Assigned task
Go through the data line by line. Copy each one holding the string "this".

Excerpted data
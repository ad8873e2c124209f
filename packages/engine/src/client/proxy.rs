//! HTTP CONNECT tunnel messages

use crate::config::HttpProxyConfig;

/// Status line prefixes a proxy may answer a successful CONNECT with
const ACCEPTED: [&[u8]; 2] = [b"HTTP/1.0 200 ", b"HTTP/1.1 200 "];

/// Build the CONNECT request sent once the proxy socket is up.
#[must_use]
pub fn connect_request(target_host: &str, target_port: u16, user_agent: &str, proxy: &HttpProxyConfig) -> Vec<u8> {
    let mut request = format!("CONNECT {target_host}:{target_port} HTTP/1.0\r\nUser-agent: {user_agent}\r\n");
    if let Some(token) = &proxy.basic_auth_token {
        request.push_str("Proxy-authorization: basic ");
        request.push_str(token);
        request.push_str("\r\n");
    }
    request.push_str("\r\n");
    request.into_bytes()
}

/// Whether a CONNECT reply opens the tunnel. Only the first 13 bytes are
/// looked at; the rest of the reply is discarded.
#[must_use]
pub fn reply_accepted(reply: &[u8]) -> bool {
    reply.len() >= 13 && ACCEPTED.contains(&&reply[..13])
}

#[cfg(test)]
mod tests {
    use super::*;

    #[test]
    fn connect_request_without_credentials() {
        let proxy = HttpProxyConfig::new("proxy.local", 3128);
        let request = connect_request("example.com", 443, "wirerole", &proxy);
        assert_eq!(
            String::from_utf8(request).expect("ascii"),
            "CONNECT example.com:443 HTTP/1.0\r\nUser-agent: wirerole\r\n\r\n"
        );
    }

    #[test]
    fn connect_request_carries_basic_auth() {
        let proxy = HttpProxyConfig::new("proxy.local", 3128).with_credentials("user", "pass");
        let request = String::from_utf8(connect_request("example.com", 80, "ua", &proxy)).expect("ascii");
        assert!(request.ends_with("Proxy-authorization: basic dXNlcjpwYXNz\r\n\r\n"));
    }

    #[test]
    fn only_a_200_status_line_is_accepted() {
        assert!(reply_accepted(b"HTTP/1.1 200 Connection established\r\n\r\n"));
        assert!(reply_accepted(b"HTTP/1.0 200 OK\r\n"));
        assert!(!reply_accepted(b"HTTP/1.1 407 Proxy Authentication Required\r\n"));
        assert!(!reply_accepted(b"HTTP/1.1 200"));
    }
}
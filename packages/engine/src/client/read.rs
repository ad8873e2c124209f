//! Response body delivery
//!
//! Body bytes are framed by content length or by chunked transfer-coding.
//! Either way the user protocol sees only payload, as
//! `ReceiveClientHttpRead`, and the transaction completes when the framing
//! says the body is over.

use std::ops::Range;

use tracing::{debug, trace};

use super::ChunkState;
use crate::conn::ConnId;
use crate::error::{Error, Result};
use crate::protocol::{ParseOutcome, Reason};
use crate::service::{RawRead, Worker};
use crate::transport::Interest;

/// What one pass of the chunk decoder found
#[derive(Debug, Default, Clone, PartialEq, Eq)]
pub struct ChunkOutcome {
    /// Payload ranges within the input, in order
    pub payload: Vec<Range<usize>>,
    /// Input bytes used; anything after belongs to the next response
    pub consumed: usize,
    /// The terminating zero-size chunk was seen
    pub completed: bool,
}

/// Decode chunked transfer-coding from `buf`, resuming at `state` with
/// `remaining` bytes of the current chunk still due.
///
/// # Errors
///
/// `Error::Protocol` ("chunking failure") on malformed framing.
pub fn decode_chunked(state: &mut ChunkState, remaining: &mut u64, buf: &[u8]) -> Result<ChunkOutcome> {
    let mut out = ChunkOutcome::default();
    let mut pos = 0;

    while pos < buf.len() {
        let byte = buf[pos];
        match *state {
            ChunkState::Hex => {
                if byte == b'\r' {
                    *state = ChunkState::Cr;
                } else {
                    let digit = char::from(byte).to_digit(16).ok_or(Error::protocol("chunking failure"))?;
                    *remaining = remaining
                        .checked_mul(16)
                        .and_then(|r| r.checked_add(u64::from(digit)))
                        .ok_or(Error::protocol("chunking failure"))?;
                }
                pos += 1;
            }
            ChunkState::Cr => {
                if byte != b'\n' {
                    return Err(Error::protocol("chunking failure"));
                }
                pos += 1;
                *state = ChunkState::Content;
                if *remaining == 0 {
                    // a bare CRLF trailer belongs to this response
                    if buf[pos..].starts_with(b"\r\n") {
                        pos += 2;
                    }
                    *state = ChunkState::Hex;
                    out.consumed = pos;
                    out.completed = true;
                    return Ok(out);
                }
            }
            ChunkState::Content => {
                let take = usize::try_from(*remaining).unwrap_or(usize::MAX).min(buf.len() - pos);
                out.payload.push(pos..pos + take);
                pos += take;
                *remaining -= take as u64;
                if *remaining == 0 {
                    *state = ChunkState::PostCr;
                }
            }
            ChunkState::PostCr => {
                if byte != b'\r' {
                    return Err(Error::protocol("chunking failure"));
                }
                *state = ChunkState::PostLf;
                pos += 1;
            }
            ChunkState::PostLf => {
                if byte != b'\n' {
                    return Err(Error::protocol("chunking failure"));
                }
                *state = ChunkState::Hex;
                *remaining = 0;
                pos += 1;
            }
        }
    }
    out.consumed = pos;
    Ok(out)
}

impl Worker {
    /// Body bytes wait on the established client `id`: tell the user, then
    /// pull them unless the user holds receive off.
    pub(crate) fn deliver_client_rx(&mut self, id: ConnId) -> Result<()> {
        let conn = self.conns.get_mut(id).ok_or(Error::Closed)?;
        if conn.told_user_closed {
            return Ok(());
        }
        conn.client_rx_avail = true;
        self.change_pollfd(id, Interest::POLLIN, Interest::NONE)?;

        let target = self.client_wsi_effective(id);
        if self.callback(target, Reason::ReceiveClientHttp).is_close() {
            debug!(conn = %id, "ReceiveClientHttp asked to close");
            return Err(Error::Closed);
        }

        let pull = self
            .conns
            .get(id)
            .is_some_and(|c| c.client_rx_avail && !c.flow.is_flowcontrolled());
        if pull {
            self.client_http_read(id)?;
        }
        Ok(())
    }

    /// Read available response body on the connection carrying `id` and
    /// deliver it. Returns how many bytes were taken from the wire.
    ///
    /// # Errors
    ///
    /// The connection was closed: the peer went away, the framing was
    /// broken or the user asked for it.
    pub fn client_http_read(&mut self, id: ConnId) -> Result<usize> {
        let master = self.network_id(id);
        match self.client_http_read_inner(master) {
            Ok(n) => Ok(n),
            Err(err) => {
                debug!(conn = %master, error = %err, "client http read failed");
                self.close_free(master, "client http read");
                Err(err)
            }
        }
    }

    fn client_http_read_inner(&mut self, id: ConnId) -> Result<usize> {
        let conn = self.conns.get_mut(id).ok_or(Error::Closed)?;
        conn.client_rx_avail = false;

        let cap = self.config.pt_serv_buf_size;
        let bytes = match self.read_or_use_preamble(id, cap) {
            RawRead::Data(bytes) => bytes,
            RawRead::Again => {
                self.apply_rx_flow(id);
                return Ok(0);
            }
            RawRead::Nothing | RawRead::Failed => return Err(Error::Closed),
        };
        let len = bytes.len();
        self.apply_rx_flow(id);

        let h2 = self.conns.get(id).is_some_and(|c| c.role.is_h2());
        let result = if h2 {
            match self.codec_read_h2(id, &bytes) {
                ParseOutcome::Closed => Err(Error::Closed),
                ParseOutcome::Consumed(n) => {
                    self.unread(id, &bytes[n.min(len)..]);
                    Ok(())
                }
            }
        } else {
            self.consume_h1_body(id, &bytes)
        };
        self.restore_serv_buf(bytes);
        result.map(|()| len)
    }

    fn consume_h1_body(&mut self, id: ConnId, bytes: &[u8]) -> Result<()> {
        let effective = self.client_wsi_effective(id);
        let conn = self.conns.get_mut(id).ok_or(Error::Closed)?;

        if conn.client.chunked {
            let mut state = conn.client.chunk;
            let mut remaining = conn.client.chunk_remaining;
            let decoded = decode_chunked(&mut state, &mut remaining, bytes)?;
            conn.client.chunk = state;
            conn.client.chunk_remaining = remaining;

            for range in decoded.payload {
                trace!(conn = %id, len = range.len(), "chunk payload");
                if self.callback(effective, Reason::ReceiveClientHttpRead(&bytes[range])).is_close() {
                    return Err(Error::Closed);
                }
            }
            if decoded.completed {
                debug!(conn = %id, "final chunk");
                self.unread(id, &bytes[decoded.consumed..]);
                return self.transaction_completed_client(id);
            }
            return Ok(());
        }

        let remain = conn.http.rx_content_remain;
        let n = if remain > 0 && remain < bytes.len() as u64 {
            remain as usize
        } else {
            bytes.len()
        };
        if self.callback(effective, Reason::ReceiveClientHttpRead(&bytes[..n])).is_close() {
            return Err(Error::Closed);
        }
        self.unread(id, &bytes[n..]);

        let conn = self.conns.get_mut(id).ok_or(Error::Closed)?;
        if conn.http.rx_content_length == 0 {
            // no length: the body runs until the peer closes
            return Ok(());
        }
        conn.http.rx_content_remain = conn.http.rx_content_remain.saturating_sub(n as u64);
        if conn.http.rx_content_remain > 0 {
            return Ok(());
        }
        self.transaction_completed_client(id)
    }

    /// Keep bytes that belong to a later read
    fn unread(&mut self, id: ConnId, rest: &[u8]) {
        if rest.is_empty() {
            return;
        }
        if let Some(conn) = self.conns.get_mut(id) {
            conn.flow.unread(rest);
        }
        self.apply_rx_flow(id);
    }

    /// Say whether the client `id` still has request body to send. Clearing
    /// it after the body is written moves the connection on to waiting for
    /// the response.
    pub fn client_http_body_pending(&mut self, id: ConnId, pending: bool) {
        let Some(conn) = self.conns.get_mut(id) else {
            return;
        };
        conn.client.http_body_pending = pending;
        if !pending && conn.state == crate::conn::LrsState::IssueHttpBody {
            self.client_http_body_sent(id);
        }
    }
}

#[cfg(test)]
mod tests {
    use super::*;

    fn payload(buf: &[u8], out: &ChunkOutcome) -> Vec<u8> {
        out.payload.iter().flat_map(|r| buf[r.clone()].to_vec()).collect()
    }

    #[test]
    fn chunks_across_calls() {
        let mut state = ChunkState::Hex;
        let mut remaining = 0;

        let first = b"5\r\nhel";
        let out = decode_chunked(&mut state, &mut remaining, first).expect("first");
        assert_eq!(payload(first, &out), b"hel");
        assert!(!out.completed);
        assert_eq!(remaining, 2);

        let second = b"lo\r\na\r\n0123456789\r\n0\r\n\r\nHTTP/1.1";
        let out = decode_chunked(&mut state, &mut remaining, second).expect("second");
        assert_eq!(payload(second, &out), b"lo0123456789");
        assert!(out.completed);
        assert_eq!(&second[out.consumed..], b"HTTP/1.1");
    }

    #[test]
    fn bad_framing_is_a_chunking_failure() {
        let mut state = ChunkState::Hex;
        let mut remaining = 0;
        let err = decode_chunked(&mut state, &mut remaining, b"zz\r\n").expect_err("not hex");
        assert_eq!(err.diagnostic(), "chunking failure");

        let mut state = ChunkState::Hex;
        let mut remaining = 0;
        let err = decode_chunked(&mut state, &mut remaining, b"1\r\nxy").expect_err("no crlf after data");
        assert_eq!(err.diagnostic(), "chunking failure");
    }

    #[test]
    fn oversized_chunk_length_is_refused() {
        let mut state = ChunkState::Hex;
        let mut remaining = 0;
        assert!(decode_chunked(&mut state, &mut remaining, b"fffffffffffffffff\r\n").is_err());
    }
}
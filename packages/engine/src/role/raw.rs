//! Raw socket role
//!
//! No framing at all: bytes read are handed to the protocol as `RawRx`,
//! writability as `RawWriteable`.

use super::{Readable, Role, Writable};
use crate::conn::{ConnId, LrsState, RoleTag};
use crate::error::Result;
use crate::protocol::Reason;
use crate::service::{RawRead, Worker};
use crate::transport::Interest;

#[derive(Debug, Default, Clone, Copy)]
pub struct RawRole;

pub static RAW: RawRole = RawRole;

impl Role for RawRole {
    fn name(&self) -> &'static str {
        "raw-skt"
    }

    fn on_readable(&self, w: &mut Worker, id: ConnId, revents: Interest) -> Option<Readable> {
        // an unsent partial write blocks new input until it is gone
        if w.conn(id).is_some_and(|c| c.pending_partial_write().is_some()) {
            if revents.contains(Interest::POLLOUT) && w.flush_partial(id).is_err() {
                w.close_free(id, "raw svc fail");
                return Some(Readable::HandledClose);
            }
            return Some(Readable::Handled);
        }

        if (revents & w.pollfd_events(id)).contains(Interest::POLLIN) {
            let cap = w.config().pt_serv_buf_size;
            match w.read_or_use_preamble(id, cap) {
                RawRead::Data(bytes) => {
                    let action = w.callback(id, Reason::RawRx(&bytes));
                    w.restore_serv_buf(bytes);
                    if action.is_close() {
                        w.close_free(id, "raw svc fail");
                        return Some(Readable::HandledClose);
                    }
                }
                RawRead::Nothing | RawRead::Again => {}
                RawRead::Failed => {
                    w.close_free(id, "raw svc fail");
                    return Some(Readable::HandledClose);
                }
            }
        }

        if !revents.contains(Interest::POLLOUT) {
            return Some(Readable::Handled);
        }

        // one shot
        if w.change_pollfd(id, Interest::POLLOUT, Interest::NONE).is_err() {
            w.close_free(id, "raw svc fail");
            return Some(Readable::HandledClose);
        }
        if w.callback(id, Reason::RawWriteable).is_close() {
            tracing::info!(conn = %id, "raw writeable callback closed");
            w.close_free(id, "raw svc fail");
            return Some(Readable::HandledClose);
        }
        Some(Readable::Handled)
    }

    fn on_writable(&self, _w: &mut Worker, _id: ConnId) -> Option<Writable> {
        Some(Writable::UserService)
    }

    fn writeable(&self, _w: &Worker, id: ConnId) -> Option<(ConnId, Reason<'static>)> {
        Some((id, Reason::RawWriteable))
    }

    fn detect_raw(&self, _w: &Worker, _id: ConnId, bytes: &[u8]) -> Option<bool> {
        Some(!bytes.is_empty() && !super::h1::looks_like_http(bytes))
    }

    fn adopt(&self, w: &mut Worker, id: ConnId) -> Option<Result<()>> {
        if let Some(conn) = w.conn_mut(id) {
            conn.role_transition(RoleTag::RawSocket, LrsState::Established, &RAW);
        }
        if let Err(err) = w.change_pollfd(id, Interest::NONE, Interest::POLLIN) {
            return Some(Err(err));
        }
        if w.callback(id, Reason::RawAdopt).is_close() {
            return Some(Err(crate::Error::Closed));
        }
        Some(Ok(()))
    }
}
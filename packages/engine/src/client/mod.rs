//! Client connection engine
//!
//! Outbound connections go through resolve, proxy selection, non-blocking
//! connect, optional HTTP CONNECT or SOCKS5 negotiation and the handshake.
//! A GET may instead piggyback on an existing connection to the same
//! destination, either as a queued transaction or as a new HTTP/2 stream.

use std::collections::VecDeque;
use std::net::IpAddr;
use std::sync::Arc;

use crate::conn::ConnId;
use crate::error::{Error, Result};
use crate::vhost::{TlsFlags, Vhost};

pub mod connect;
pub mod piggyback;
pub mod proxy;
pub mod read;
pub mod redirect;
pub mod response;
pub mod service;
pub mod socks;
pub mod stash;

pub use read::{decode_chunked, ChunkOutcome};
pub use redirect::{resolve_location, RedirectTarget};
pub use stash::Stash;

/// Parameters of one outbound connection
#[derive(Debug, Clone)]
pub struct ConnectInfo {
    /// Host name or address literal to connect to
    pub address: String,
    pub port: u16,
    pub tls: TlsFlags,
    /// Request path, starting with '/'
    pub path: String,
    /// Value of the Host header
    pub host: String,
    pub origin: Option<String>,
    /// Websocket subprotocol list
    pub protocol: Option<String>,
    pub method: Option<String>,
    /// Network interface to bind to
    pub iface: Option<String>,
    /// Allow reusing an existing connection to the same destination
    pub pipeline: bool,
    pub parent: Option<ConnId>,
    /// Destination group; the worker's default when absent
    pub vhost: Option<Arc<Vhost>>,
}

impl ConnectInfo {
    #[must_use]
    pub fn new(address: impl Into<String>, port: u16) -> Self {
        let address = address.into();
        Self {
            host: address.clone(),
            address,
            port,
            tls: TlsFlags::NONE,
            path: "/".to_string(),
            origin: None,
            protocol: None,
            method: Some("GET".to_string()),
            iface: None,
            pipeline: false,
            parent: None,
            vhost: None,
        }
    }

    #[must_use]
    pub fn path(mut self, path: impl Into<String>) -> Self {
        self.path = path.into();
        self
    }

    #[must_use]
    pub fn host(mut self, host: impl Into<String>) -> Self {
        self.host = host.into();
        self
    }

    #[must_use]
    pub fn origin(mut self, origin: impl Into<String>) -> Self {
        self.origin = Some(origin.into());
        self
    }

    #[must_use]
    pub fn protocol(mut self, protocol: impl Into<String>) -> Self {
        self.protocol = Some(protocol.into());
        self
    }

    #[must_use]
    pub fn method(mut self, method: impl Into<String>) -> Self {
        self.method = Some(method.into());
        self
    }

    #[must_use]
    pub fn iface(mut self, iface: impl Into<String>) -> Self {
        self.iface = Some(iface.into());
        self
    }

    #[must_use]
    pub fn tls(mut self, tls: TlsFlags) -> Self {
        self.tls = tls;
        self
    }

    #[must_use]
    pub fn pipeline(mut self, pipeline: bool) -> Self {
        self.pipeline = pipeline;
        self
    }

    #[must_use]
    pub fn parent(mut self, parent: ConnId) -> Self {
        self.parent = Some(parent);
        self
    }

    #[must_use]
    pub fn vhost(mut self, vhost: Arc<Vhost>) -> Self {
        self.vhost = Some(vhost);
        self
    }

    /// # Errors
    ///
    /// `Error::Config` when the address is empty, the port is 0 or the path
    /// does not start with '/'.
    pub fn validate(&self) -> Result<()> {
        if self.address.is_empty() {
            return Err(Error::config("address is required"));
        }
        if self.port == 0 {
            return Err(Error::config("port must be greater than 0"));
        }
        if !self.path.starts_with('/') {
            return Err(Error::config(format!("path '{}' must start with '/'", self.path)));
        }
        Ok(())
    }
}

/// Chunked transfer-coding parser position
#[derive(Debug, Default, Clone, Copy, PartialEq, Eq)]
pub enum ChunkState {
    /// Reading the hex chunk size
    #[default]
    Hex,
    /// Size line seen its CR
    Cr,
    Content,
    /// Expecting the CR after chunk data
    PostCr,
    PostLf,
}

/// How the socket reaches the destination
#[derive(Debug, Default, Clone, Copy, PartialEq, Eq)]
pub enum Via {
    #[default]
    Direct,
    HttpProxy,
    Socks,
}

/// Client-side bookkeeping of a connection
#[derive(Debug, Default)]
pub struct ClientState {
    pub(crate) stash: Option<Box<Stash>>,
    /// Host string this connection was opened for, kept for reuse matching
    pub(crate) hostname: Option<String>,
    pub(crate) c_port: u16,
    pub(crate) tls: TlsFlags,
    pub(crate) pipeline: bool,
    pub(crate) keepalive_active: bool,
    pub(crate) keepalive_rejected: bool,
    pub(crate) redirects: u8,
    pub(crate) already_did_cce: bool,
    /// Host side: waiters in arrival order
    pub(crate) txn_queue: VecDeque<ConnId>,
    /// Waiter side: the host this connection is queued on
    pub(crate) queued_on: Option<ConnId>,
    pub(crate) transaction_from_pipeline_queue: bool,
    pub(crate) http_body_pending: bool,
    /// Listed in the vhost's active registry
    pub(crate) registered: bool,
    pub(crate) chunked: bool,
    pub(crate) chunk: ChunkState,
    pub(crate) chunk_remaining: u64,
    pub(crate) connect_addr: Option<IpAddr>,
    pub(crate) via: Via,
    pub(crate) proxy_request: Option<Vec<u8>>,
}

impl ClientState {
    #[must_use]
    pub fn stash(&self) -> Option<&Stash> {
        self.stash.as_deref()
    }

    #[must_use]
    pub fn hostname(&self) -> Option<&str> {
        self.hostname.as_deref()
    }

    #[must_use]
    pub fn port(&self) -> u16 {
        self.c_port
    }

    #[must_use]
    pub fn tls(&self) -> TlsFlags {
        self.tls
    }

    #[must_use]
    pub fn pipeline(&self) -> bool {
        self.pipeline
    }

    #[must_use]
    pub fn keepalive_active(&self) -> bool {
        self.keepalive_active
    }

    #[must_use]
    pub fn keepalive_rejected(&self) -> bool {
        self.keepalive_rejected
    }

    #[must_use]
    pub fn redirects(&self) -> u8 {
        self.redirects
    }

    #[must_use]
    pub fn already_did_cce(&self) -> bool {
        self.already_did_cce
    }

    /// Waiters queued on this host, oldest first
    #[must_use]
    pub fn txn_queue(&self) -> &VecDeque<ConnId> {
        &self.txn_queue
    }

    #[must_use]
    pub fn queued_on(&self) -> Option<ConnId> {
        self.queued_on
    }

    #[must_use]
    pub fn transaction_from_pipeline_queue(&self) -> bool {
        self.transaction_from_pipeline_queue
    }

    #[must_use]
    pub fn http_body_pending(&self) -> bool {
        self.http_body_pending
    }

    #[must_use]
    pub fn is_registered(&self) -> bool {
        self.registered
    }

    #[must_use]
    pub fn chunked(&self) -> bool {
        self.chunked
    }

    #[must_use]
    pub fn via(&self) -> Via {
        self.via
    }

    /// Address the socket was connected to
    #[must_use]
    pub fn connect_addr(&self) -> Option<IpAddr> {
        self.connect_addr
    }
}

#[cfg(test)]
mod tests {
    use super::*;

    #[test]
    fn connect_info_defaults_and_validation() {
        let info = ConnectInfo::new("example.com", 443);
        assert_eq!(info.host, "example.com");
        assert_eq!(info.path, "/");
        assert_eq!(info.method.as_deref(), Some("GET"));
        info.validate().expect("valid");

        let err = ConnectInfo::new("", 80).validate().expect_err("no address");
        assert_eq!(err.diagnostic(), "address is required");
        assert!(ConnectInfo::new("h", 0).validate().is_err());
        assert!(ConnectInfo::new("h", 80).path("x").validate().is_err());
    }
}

Exercise answer
                    // a bare CRLF trailer belongs to this response
    /// Host string this connection was opened for, kept for reuse matching
    /// Waiter side: the host this connection is queued on
    /// Waiters queued on this host, oldest first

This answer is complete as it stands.